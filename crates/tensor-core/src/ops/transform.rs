// Copyright (c) 2025 Dimitris Kafetzis
//
// Licensed under the MIT License.
// See LICENSE file in the project root for full license information.
//
// SPDX-License-Identifier: MIT

//! Data movement: copies, axis permutations and strided slices.
//!
//! These kernels move whole elements as bytes and therefore work for every
//! element type.

use super::expect_same_count;
use crate::{Shape, TensorError, TensorView, TensorViewMut, MAX_RANK};

fn contiguous_strides(dims: &[usize]) -> [usize; MAX_RANK] {
    let mut strides = [0usize; MAX_RANK];
    let mut running = 1usize;
    for i in (0..dims.len()).rev() {
        strides[i] = running;
        running *= dims[i];
    }
    strides
}

/// Copies the bytes of `input` into `output` (reshape).
pub fn copy(input: &TensorView<'_>, output: &mut TensorViewMut<'_>) -> Result<(), TensorError> {
    let src = input.as_bytes();
    let dst = output.as_bytes_mut();
    if src.len() != dst.len() {
        return Err(TensorError::BufferSizeMismatch {
            expected: dst.len(),
            actual: src.len(),
        });
    }
    dst.copy_from_slice(src);
    Ok(())
}

/// Permutes axes: output axis `i` is input axis `perm[i]`.
pub fn transpose(
    input: &TensorView<'_>,
    output: &mut TensorViewMut<'_>,
    perm: &[usize],
) -> Result<(), TensorError> {
    let in_dims = input.dims();
    let rank = in_dims.len();
    if rank > MAX_RANK {
        return Err(TensorError::RankTooLarge { rank, max: MAX_RANK });
    }
    let mut seen = [false; MAX_RANK];
    let valid = perm.len() == rank
        && perm.iter().all(|&p| p < rank && !std::mem::replace(&mut seen[p], true));
    if !valid {
        return Err(TensorError::InvalidPermutation {
            perm: perm.to_vec(),
            rank,
        });
    }
    expect_same_count("transpose", in_dims, output.dims())?;

    let in_strides = contiguous_strides(in_dims);
    let mut out_dims = [1usize; MAX_RANK];
    let mut src_strides = [0usize; MAX_RANK];
    for (i, &p) in perm.iter().enumerate() {
        out_dims[i] = in_dims[p];
        src_strides[i] = in_strides[p];
    }
    let elem = input.dtype().size_bytes();
    let src = input.as_bytes();
    let dst = output.as_bytes_mut();
    let n = input.num_elements();
    let mut idx = [0usize; MAX_RANK];
    let mut offset = 0usize;
    for o in 0..n {
        dst[o * elem..(o + 1) * elem].copy_from_slice(&src[offset * elem..(offset + 1) * elem]);
        let mut axis = rank;
        while axis > 0 {
            axis -= 1;
            idx[axis] += 1;
            offset += src_strides[axis];
            if idx[axis] < out_dims[axis] {
                break;
            }
            offset -= src_strides[axis] * out_dims[axis];
            idx[axis] = 0;
        }
    }
    Ok(())
}

/// Resolved selection along one input axis: `count` elements starting at
/// `start`, advancing by `step` (which may be negative).
#[derive(Debug, Clone, Copy, PartialEq, Eq)]
pub struct SliceAxis {
    pub start: usize,
    pub step: isize,
    pub count: usize,
}

/// Gathers the elements selected by `axes` (one entry per input axis) in
/// row-major order into `output`.
pub fn strided_slice(
    input: &TensorView<'_>,
    output: &mut TensorViewMut<'_>,
    axes: &[SliceAxis],
) -> Result<(), TensorError> {
    let in_dims = input.dims();
    let rank = in_dims.len();
    if rank > MAX_RANK {
        return Err(TensorError::RankTooLarge { rank, max: MAX_RANK });
    }
    let selected: usize = axes.iter().map(|a| a.count).product();
    if axes.len() != rank || selected != output.num_elements() {
        return Err(TensorError::ShapeMismatch {
            op: "strided_slice",
            lhs: Shape::from(in_dims),
            rhs: Shape::from(output.dims()),
        });
    }
    for (axis, a) in axes.iter().enumerate() {
        let last = a.start as isize + a.step * (a.count as isize - 1);
        if a.count > 0 && (a.start >= in_dims[axis] || last < 0 || last as usize >= in_dims[axis]) {
            return Err(TensorError::ShapeMismatch {
                op: "strided_slice",
                lhs: Shape::from(in_dims),
                rhs: Shape::from(output.dims()),
            });
        }
    }
    if selected == 0 {
        return Ok(());
    }

    let strides = contiguous_strides(in_dims);
    let elem = input.dtype().size_bytes();
    let src = input.as_bytes();
    let dst = output.as_bytes_mut();
    let mut idx = [0usize; MAX_RANK];
    let start: isize = axes
        .iter()
        .zip(&strides)
        .map(|(a, &s)| (a.start * s) as isize)
        .sum();
    let mut offset = start;
    for o in 0..selected {
        let at = offset as usize;
        dst[o * elem..(o + 1) * elem].copy_from_slice(&src[at * elem..(at + 1) * elem]);
        let mut axis = rank;
        while axis > 0 {
            axis -= 1;
            let step = axes[axis].step * strides[axis] as isize;
            idx[axis] += 1;
            offset += step;
            if idx[axis] < axes[axis].count {
                break;
            }
            offset -= step * axes[axis].count as isize;
            idx[axis] = 0;
        }
    }
    Ok(())
}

-*-*-

Task goal. Return each entry above exactly, leaving none out.

Exercise response.
filename crates/tensor-core/src/ops/transform.rs
// Copyright (c) 2025 Dimitris Kafetzis
//
// Licensed under the MIT License.
// See LICENSE file in the project root for full license information.
//
// SPDX-License-Identifier: MIT

//! Data movement: copies, axis permutations and strided slices.
//!
//! These kernels move whole elements as bytes and therefore work for every
//! element type.

use super::expect_same_count;
use crate::{Shape, TensorError, TensorView, TensorViewMut, MAX_RANK};

fn contiguous_strides(dims: &[usize]) -> [usize; MAX_RANK] {
    let mut strides = [0usize; MAX_RANK];
    let mut running = 1usize;
    for i in (0..dims.len()).rev() {
        strides[i] = running;
        running *= dims[i];
    }
    strides
}

/// Copies the bytes of `input` into `output` (reshape).
pub fn copy(input: &TensorView<'_>, output: &mut TensorViewMut<'_>) -> Result<(), TensorError> {
    let src = input.as_bytes();
    let dst = output.as_bytes_mut();
    if src.len() != dst.len() {
        return Err(TensorError::BufferSizeMismatch {
            expected: dst.len(),
            actual: src.len(),
        });
    }
    dst.copy_from_slice(src);
    Ok(())
}

/// Permutes axes: output axis `i` is input axis `perm[i]`.
pub fn transpose(
    input: &TensorView<'_>,
    output: &mut TensorViewMut<'_>,
    perm: &[usize],
) -> Result<(), TensorError> {
    let in_dims = input.dims();
    let rank = in_dims.len();
    if rank > MAX_RANK {
        return Err(TensorError::RankTooLarge { rank, max: MAX_RANK });
    }
    let mut seen = [false; MAX_RANK];
    let valid = perm.len() == rank
        && perm.iter().all(|&p| p < rank && !std::mem::replace(&mut seen[p], true));
    if !valid {
        return Err(TensorError::InvalidPermutation {
            perm: perm.to_vec(),
            rank,
        });
    }
    expect_same_count("transpose", in_dims, output.dims())?;

    let in_strides = contiguous_strides(in_dims);
    let mut out_dims = [1usize; MAX_RANK];
    let mut src_strides = [0usize; MAX_RANK];
    for (i, &p) in perm.iter().enumerate() {
        out_dims[i] = in_dims[p];
        src_strides[i] = in_strides[p];
    }
    let elem = input.dtype().size_bytes();
    let src = input.as_bytes();
    let dst = output.as_bytes_mut();
    let n = input.num_elements();
    let mut idx = [0usize; MAX_RANK];
    let mut offset = 0usize;
    for o in 0..n {
        dst[o * elem..(o + 1) * elem].copy_from_slice(&src[offset * elem..(offset + 1) * elem]);
        let mut axis = rank;
        while axis > 0 {
            axis -= 1;
            idx[axis] += 1;
            offset += src_strides[axis];
            if idx[axis] < out_dims[axis] {
                break;
            }
            offset -= src_strides[axis] * out_dims[axis];
            idx[axis] = 0;
        }
    }
    Ok(())
}

/// Resolved selection along one input axis: `count` elements starting at
/// `start`, advancing by `step` (which may be negative).
#[derive(Debug, Clone, Copy, PartialEq, Eq)]
pub struct SliceAxis {
    pub start: usize,
    pub step: isize,
    pub count: usize,
}

/// Gathers the elements selected by `axes` (one entry per input axis) in
/// row-major order into `output`.
pub fn strided_slice(
    input: &TensorView<'_>,
    output: &mut TensorViewMut<'_>,
    axes: &[SliceAxis],
) -> Result<(), TensorError> {
    let in_dims = input.dims();
    let rank = in_dims.len();
    if rank > MAX_RANK {
        return Err(TensorError::RankTooLarge { rank, max: MAX_RANK });
    }
    let selected: usize = axes.iter().map(|a| a.count).product();
    if axes.len() != rank || selected != output.num_elements() {
        return Err(TensorError::ShapeMismatch {
            op: "strided_slice",
            lhs: Shape::from(in_dims),
            rhs: Shape::from(output.dims()),
        });
    }
    for (axis, a) in axes.iter().enumerate() {
        let last = a.start as isize + a.step * (a.count as isize - 1);
        if a.count > 0 && (a.start >= in_dims[axis] || last < 0 || last as usize >= in_dims[axis]) {
            return Err(TensorError::ShapeMismatch {
                op: "strided_slice",
                lhs: Shape::from(in_dims),
                rhs: Shape::from(output.dims()),
            });
        }
    }
    if selected == 0 {
        return Ok(());
    }

    let strides = contiguous_strides(in_dims);
    let elem = input.dtype().size_bytes();
    let src = input.as_bytes();
    let dst = output.as_bytes_mut();
    let mut idx = [0usize; MAX_RANK];
    let start: isize = axes
        .iter()
        .zip(&strides)
        .map(|(a, &s)| (a.start * s) as isize)
        .sum();
    let mut offset = start;
    for o in 0..selected {
        let at = offset as usize;
        dst[o * elem..(o + 1) * elem].copy_from_slice(&src[at * elem..(at + 1) * elem]);
        let mut axis = rank;
        while axis > 0 {
            axis -= 1;
            let step = axes[axis].step * strides[axis] as isize;
            idx[axis] += 1;
            offset += step;
            if idx[axis] < axes[axis].count {
                break;
            }
            offset -= step * axes[axis].count as isize;
            idx[axis] = 0;
        }
    }
    Ok(())
}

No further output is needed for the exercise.